Note that there doesn't need to be a filename in the domain file. One
can merely leave it as `Unknown` or some other string (i.e. not empty
spaces), and the programs will try and find where the file corresonding
to the four letter code is one your system. In other words, the files
given in this distribution should work on your system, provided that
you have all the PDB files.
Sensitive STAMP database comparisons can take a long time. For this
reason we have compared the current PDB database to itself based on
sequence, and clustered the data such that only one member of each
sequence family is in our domain database. We have also split
these structures into domains using author definitions.
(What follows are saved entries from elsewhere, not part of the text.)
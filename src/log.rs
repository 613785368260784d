//! Conditional logging macros.
//!
//! When the `tracing` feature is enabled, these re-export `tracing` macros.
//! When disabled, they expand to no-ops so the interpreter pays nothing.

#[cfg(feature = "tracing")]
pub use tracing::{debug, trace, warn};

#[cfg(not(feature = "tracing"))]
#[macro_export]
macro_rules! debug {
    ($($arg:tt)*) => {};
}

#[cfg(not(feature = "tracing"))]
#[macro_export]
macro_rules! trace {
    ($($arg:tt)*) => {};
}

#[cfg(not(feature = "tracing"))]
#[macro_export]
macro_rules! warn {
    ($($arg:tt)*) => {};
}

#[cfg(not(feature = "tracing"))]
pub use crate::{debug, trace, warn};
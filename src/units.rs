//! Unit resolution and segment tables
//!
//! Unit values are expressions that may name units defined later in the
//! document. Definitions are evaluated in document order; when one hits an
//! undefined name it is deferred and the referenced definition is evaluated
//! first. A name already on the deferral stack is a cycle.

use std::collections::VecDeque;
use std::str::FromStr;

use crate::context::{Context, SegmentTable, UnitTable};
use crate::decimal::FixedDecimal;
use crate::errors::Error;
use crate::expr::evaluate_expression;
use crate::token::{TokenKind, tokenize};

/// A `<unit id value>` definition before resolution
#[derive(Debug, Clone, PartialEq, Eq)]
pub struct UnitDefinition {
    pub id: String,
    pub value: String,
}

impl UnitDefinition {
    pub fn new(id: impl Into<String>, value: impl Into<String>) -> Self {
        Self {
            id: id.into(),
            value: value.into(),
        }
    }
}

/// A reusable path fragment, expanded wherever its id is invoked
#[derive(Debug, Clone, PartialEq, Eq)]
pub struct Segment {
    pub id: String,
    /// Path data of the body
    pub pattern: String,
}

impl Segment {
    pub fn new(id: impl Into<String>, pattern: impl Into<String>) -> Self {
        Self {
            id: id.into(),
            pattern: pattern.into(),
        }
    }
}

/// Externally supplied unit value, written `name=value`
#[derive(Debug, Clone, PartialEq)]
pub struct UnitOverride {
    pub name: String,
    pub value: FixedDecimal,
}

impl FromStr for UnitOverride {
    type Err = Error;

    fn from_str(text: &str) -> Result<Self, Self::Err> {
        let invalid = |reason: &str| Error::InvalidOverride {
            text: text.to_string(),
            reason: reason.to_string(),
        };

        let Some((name, value)) = text.split_once('=') else {
            return Err(invalid("missing \"=\""));
        };
        if value.contains('=') {
            return Err(invalid("more than one \"=\""));
        }

        let name = name.trim();
        let is_identifier = matches!(
            tokenize("override", name).as_deref(),
            Ok([first, end])
                if matches!(first.kind, TokenKind::Identifier | TokenKind::Command)
                    && end.kind == TokenKind::End
        );
        if !is_identifier {
            return Err(invalid("the name is not an identifier"));
        }

        let value = value
            .trim()
            .parse::<FixedDecimal>()
            .map_err(|_| invalid("the value is not a decimal number"))?;
        Ok(Self {
            name: name.to_string(),
            value,
        })
    }
}

/// Resolve unit definitions into a table, overrides first.
///
/// An overridden definition is never evaluated.
pub fn resolve_units(
    definitions: Vec<UnitDefinition>,
    overrides: &[UnitOverride],
) -> Result<UnitTable, Error> {
    let mut context = Context::default();
    for UnitOverride { name, value } in overrides {
        context.units.insert(name.clone(), value.clone());
    }

    let mut pending: VecDeque<UnitDefinition> = definitions
        .into_iter()
        .filter(|definition| {
            let overridden = context.units.contains_key(&definition.id);
            if overridden {
                crate::log::debug!(unit = %definition.id, "unit overridden");
            }
            !overridden
        })
        .collect();
    let mut deferred: Vec<UnitDefinition> = Vec::new();

    while let Some(unit) = deferred.pop().or_else(|| pending.pop_front()) {
        match evaluate_expression(&unit.id, &unit.value, &context) {
            Ok(value) => {
                if context.units.contains_key(&unit.id) {
                    return Err(Error::DuplicateUnit { id: unit.id });
                }
                crate::log::debug!(unit = %unit.id, %value, "resolved unit");
                context.units.insert(unit.id, value);
            }
            Err(Error::UndefinedReference {
                name,
                column,
                src,
                span,
            }) => {
                let mut matches = pending
                    .iter()
                    .enumerate()
                    .filter(|(_, definition)| definition.id == name)
                    .map(|(index, _)| index);
                match (matches.next(), matches.next()) {
                    (Some(_), Some(_)) => {
                        return Err(Error::AmbiguousReference {
                            unit: unit.id,
                            name,
                            column,
                            src,
                            span,
                        });
                    }
                    (Some(index), None) => {
                        let Some(target) = pending.remove(index) else {
                            return Err(Error::UnresolvedReference {
                                unit: unit.id,
                                name,
                                column,
                                src,
                                span,
                            });
                        };
                        crate::log::trace!(unit = %unit.id, waiting_for = %name, "deferring unit");
                        deferred.push(unit);
                        deferred.push(target);
                    }
                    (None, _)
                        if name == unit.id
                            || deferred.iter().any(|definition| definition.id == name) =>
                    {
                        let mut chain: Vec<&str> = deferred
                            .iter()
                            .map(|definition| definition.id.as_str())
                            .collect();
                        chain.push(&unit.id);
                        chain.push(&name);
                        let chain = chain.join(" -> ");
                        return Err(Error::CircularReference {
                            name,
                            chain,
                            column,
                            src,
                            span,
                        });
                    }
                    (None, _) => {
                        return Err(Error::UnresolvedReference {
                            unit: unit.id,
                            name,
                            column,
                            src,
                            span,
                        });
                    }
                }
            }
            Err(err) => return Err(err),
        }
    }

    Ok(context.units)
}

/// Index segments by id.
pub fn segment_table(segments: Vec<Segment>, units: &UnitTable) -> Result<SegmentTable, Error> {
    let mut table = SegmentTable::new();
    for segment in segments {
        if units.contains_key(&segment.id) {
            return Err(Error::SegmentIsUnit { id: segment.id });
        }
        if table.contains_key(&segment.id) {
            return Err(Error::DuplicateSegment { id: segment.id });
        }
        crate::log::trace!(segment = %segment.id, "segment defined");
        table.insert(segment.id.clone(), segment);
    }
    Ok(table)
}

#[cfg(test)]
mod tests {
    use super::*;
    use crate::errors::ErrorKind;

    fn resolve(definitions: &[(&str, &str)]) -> Result<UnitTable, Error> {
        let definitions = definitions
            .iter()
            .map(|(id, value)| UnitDefinition::new(*id, *value))
            .collect();
        resolve_units(definitions, &[])
    }

    fn value(table: &UnitTable, id: &str) -> String {
        table[id].format(-1)
    }

    #[test]
    fn forward_references_resolve() {
        let table = resolve(&[("q", "3n + 4pp((3))"), ("pp", "3n"), ("n", "2")]).unwrap();
        assert_eq!(value(&table, "n"), "2");
        assert_eq!(value(&table, "pp"), "6");
        assert_eq!(value(&table, "q"), "78");
    }

    #[test]
    fn chains_of_deferrals() {
        let table = resolve(&[("a", "b + 1"), ("b", "c * 2"), ("c", "d / 4"), ("d", "8")]).unwrap();
        assert_eq!(value(&table, "a"), "5");
    }

    #[test]
    fn cycles_are_reported() {
        let err = resolve(&[("a", "b"), ("b", "a")]).unwrap_err();
        match &err {
            Error::CircularReference {
                name, chain, column, ..
            } => {
                assert_eq!(name, "a");
                assert_eq!(chain, "a -> b -> a");
                assert_eq!(*column, 0);
            }
            other => panic!("unexpected error: {other:?}"),
        }
        assert_eq!(err.kind(), ErrorKind::Reference);
    }

    #[test]
    fn command_letters_name_units() {
        let table = resolve(&[("a", "2c"), ("c", "s + 1"), ("s", "3")]).unwrap();
        assert_eq!(value(&table, "a"), "8");
    }

    #[test]
    fn cycle_through_a_later_reference_keeps_its_column() {
        let err = resolve(&[("x", "1"), ("a", "x + b"), ("b", "2a")]).unwrap_err();
        assert!(matches!(
            &err,
            Error::CircularReference { name, column: 1, chain, .. }
                if name == "a" && chain == "a -> b -> a"
        ));
    }

    #[test]
    fn self_reference_is_a_cycle() {
        let err = resolve(&[("a", "2a")]).unwrap_err();
        assert!(matches!(err, Error::CircularReference { chain, .. } if chain == "a -> a"));
    }

    #[test]
    fn unknown_names() {
        let err = resolve(&[("a", "1 + nope")]).unwrap_err();
        assert!(matches!(
            &err,
            Error::UnresolvedReference { unit, name, column: 4, .. }
                if unit == "a" && name == "nope"
        ));
        assert_eq!(err.kind(), ErrorKind::Reference);
        assert_eq!(
            err.to_string(),
            "unable to resolve unit \"a\": \"nope\" is undefined at column 4"
        );
    }

    #[test]
    fn duplicates() {
        let err = resolve(&[("a", "1 + b"), ("b", "1"), ("b", "2")]).unwrap_err();
        assert!(matches!(&err, Error::AmbiguousReference { name, column: 4, .. } if name == "b"));
        assert_eq!(err.kind(), ErrorKind::DuplicateDefinition);

        let err = resolve(&[("a", "1"), ("a", "2")]).unwrap_err();
        assert!(matches!(err, Error::DuplicateUnit { id } if id == "a"));
    }

    #[test]
    fn syntax_errors_propagate() {
        let err = resolve(&[("a", "1 +")]).unwrap_err();
        assert!(matches!(err, Error::UnexpectedEnd { .. }));
    }

    #[test]
    fn overrides_win() {
        let overrides = vec!["w=12.5".parse::<UnitOverride>().unwrap()];
        let definitions = vec![
            UnitDefinition::new("half", "w/2"),
            UnitDefinition::new("w", "broken +"),
        ];
        let table = resolve_units(definitions, &overrides).unwrap();
        assert_eq!(value(&table, "w"), "12.5");
        assert_eq!(value(&table, "half"), "6.25");
    }

    #[test]
    fn parse_overrides() {
        let parsed: UnitOverride = " gap = -0.25 ".parse().unwrap();
        assert_eq!(parsed.name, "gap");
        assert_eq!(parsed.value.format(-1), "-0.25");

        let letter: UnitOverride = "l=1".parse().unwrap();
        assert_eq!(letter.name, "l");

        for text in ["gap", "gap=1=2", "9a=1", "l2=1", "gap=wide", "=3"] {
            let err = text.parse::<UnitOverride>().unwrap_err();
            assert!(matches!(err, Error::InvalidOverride { .. }), "{text} was accepted");
        }
    }

    #[test]
    fn segment_ids_are_unique() {
        let mut units = UnitTable::new();
        units.insert("w".into(), FixedDecimal::from_int(1));
        let err = segment_table(vec![Segment::new("w", "h 1")], &units).unwrap_err();
        assert!(matches!(err, Error::SegmentIsUnit { .. }));
        let twice = vec![Segment::new("s", "h 1"), Segment::new("s", "v 1")];
        let err = segment_table(twice, &units).unwrap_err();
        assert!(matches!(err, Error::DuplicateSegment { id } if id == "s"));
        assert_eq!(segment_table(vec![Segment::new("s", "h 1")], &units).unwrap().len(), 1);
    }
}
//! Simulation events, emitted per tick
//!
//! Events are the presentation seam: the engine mutates state and
//! reports what happened; renderers and logs consume the stream.

use serde::Serialize;

use crate::core::types::{GridPos, UnitId, Vec2};

#[derive(Debug, Clone, Serialize)]
pub enum SimEvent {
    ShotFired {
        shooter: UnitId,
        from: Vec2,
        to: Vec2,
    },
    UnitDied {
        unit: UnitId,
        at: Vec2,
    },
    ExplosionAt {
        center: Vec2,
        blast_range: f32,
    },
    CraterFormed {
        cell: GridPos,
    },
    /// A path request came back unreachable; the unit retries later
    PathFailed {
        unit: UnitId,
    },
}
//! Combat tuning constants - all tunable values in one place

// Units
pub const UNIT_SIZE: f32 = 24.0; // bounding box edge, world units
pub const WAYPOINT_EPSILON: f32 = 2.0; // close enough to pop a waypoint
pub const DEFAULT_UNIT_SPEED: f32 = 120.0; // world units per second
pub const MG_TEAM_SPEED: f32 = 100.0;

// Morale thresholds - stance degrades as morale falls through these
pub const CROUCH_THRESHOLD: f32 = 75.0;
pub const PRONE_THRESHOLD: f32 = 50.0;
pub const SUPPRESSED_THRESHOLD: f32 = 30.0;

// Morale dynamics
pub const MORALE_MAX: f32 = 100.0;
pub const MORALE_REGEN_PER_SEC: f32 = 1.0;
pub const KILL_MORALE_BONUS: f32 = 5.0;

// Near misses
pub const NEAR_MISS_THRESHOLD: f32 = 70.0; // world units from the traced line
pub const NEAR_MISS_MAX_LOSS: f32 = 12.0;
pub const NEAR_MISS_FALLOFF: f32 = 5.0; // loss shed across the full threshold
pub const TRENCH_MORALE_RELIEF: f32 = 5.0;
pub const CRATER_MORALE_RELIEF: f32 = 2.0;

// Accuracy cone
pub const BASE_SPREAD_DEG: f32 = 60.0;
pub const MOVING_SPREAD_MULTIPLIER: f32 = 2.0;

// Aiming
pub const BASE_AIM_SECONDS: f32 = 0.1;

// Reloads (ms)
pub const RELOAD_MS_HMG: f32 = 14_000.0;
pub const RELOAD_MS_LMG: f32 = 12_000.0;
pub const RELOAD_MS_PISTOL: f32 = 6_000.0;
pub const RELOAD_MS_DEFAULT: f32 = 8_000.0;

// Explosions
pub const GRENADE_BLAST_RANGE: f32 = 120.0;
pub const GRENADE_BLAST_LINES: usize = 12;
pub const ARTILLERY_BLAST_LINES: usize = 25;
pub const ARTILLERY_LETHALITY: f32 = 0.9;
pub const EXPLOSION_CLIP_STEP: f32 = 4.0; // sample points per world unit of range

// AI
pub const ROLE_INTERVAL_MIN_MS: f32 = 2000.0;
pub const ROLE_INTERVAL_MAX_MS: f32 = 4000.0;
pub const ALLY_SUPPORT_RADIUS_TILES: f32 = 5.0;
pub const ATTACK_OBJECTIVE_MARGIN: i32 = 5; // rows short of the far map edge

#[cfg(test)]
mod tests {
    use super::*;

    #[test]
    fn test_thresholds_ordered() {
        assert!(SUPPRESSED_THRESHOLD < PRONE_THRESHOLD);
        assert!(PRONE_THRESHOLD < CROUCH_THRESHOLD);
        assert!(CROUCH_THRESHOLD < MORALE_MAX);
    }

    #[test]
    fn test_reloads_rank_by_weight() {
        assert!(RELOAD_MS_HMG > RELOAD_MS_LMG);
        assert!(RELOAD_MS_LMG > RELOAD_MS_DEFAULT);
        assert!(RELOAD_MS_DEFAULT > RELOAD_MS_PISTOL);
    }
}
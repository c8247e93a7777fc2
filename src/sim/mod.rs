//! Simulation shell - world state, tick loop, commands, scenarios

pub mod command;
pub mod events;
pub mod scenario;
pub mod tick;
pub mod world;

pub use events::SimEvent;
pub use scenario::Scenario;
pub use tick::run_tick;
pub use world::SimulationWorld;
//! Combat resolution - weapons, ballistics, morale, and area effects
//!
//! Resolution functions are pure where possible: they read the roster and
//! grid, return a result struct, and the caller applies the effects.

pub mod ballistics;
pub mod constants;
pub mod explosion;
pub mod morale;
pub mod skill;
pub mod weapon;

pub use ballistics::{aim_line, trace_shot, NearMiss, PrimaryHit, Segment, ShotTrace};
pub use constants::*;
pub use explosion::{fire_artillery_strike, generate_explosion};
pub use morale::{cover_bonus, near_miss_morale_loss, stance_for, Stance};
pub use skill::SkillLevel;
pub use weapon::{FireState, Weapon, WeaponKind, WeaponSpec};
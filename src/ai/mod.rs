//! Tactical AI - per-unit decision state machine
//!
//! Every tick, each living unit refreshes its tactical role, re-evaluates
//! its target, and issues movement or attack orders, in that fixed order.

pub mod decision;
pub mod role;
pub mod state;

pub use decision::update_ai;
pub use role::advance_probability;
pub use state::{AiState, Role, TacticalRole};
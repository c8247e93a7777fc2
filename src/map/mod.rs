//! Battlefield terrain - tile classification and the shared grid
//!
//! The engine consumes a finished grid from a map provider; the only
//! mutation it performs itself is crater placement from explosions.

pub mod grid;
pub mod tile;
pub mod trench;

pub use grid::{grid_to_world, world_to_grid, TerrainGrid, TILE_SIZE};
pub use tile::TileKind;
pub use trench::{in_trench_cover, same_trench_section};
//! Cost-weighted pathfinding
//!
//! A* over the merged terrain costs, served by a worker thread so the
//! simulation tick never blocks on a search.

pub mod astar;
pub mod service;

pub use astar::{find_path, CostGrid};
pub use service::{PathRequest, PathResult, PathService};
This database, even
when a high degree of sequence similarity is required for
clustering, reduces the size of the brookhaven database
drastically (from over 4000 independent chains down to just under
600 protein domains). It is probably sensible to scan this
database, which contains just one representative of each sequence
family, then if something interesting is found one can scan other
structures related to the representative by sequence.
A copy of this representative database is in the file
brookhaven_subset.domains.
Note that PDBC can be used to probe information about a PDB entry by
using the `-q' option. Try it and see. This is a good test of whether
STAMP has been set up properly on your system.